(RECORD SET)
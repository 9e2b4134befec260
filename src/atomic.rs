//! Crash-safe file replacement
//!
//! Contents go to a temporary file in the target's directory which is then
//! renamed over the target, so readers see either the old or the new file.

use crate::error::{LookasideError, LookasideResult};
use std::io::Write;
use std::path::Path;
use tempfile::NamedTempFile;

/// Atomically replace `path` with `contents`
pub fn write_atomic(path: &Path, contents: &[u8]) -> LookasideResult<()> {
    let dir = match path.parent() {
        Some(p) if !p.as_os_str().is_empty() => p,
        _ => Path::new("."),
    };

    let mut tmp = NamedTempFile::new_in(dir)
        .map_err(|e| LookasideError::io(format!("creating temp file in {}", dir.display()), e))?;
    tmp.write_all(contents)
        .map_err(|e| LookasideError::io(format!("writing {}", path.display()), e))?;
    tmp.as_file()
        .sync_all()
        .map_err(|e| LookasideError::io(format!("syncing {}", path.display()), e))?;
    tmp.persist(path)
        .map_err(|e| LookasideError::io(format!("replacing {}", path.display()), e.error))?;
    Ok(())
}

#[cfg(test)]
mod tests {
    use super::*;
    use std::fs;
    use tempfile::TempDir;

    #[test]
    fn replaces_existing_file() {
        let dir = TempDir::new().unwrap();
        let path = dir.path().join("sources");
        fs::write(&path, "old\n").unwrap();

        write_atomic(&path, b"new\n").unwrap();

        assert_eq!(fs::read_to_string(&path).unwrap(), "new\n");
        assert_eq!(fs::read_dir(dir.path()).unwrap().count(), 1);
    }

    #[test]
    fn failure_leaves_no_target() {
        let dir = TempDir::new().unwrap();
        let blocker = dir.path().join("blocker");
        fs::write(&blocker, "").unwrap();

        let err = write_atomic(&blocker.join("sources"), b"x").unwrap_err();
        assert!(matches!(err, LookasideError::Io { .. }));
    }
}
(End RECORD SET)
(RECORD SET)
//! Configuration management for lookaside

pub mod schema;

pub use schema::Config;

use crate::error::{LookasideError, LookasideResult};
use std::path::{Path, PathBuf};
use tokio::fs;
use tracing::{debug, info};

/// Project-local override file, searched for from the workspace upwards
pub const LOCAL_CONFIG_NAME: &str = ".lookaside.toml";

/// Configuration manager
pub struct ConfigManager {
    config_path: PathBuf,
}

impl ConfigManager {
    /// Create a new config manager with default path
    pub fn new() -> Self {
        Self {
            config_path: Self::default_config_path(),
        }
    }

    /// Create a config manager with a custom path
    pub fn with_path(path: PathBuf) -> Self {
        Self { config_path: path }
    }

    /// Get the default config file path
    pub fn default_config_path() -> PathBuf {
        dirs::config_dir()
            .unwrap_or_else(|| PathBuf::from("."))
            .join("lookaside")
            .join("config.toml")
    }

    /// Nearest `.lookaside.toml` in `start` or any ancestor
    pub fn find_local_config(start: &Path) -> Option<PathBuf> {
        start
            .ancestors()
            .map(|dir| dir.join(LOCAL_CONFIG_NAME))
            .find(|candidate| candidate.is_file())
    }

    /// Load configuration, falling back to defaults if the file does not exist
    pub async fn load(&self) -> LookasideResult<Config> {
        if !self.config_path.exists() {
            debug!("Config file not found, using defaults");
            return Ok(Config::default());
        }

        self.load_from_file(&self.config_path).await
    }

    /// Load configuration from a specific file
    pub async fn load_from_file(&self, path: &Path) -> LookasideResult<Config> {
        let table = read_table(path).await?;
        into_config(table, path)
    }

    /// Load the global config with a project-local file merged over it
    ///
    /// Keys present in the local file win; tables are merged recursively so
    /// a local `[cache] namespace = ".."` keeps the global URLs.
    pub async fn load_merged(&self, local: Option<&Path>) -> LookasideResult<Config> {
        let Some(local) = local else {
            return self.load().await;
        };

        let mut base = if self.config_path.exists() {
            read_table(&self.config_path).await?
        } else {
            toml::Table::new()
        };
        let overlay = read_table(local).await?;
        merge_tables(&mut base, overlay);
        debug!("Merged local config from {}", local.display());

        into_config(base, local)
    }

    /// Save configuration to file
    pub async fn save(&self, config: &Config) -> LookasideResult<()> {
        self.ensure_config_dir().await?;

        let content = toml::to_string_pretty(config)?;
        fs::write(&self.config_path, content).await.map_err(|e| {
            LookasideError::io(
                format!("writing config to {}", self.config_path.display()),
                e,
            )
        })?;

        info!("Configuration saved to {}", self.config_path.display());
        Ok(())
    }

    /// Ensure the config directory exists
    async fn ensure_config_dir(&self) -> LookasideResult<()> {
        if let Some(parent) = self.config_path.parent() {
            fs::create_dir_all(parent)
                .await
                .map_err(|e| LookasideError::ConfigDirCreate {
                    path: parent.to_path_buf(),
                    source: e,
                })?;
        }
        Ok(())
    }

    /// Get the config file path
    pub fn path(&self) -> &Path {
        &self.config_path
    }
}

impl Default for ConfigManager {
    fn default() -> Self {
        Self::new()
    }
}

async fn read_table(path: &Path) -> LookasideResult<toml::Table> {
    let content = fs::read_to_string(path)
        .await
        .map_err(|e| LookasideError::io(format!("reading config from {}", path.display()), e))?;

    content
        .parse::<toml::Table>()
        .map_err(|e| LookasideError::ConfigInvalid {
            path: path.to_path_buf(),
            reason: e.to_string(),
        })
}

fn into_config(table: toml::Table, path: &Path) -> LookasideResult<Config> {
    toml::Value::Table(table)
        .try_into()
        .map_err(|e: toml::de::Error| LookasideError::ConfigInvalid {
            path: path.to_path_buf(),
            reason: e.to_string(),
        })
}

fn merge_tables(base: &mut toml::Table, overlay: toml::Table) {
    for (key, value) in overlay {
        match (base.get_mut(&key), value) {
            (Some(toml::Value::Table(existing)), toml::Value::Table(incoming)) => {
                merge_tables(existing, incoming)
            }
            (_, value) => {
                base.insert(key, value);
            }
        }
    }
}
(End RECORD SET)
◆ ASSIGNMENT
Make a copy of each line in the records above that has the word "exists".

◆ TASK RESULT
        if !self.config_path.exists() {
        let mut base = if self.config_path.exists() {
    /// Ensure the config directory exists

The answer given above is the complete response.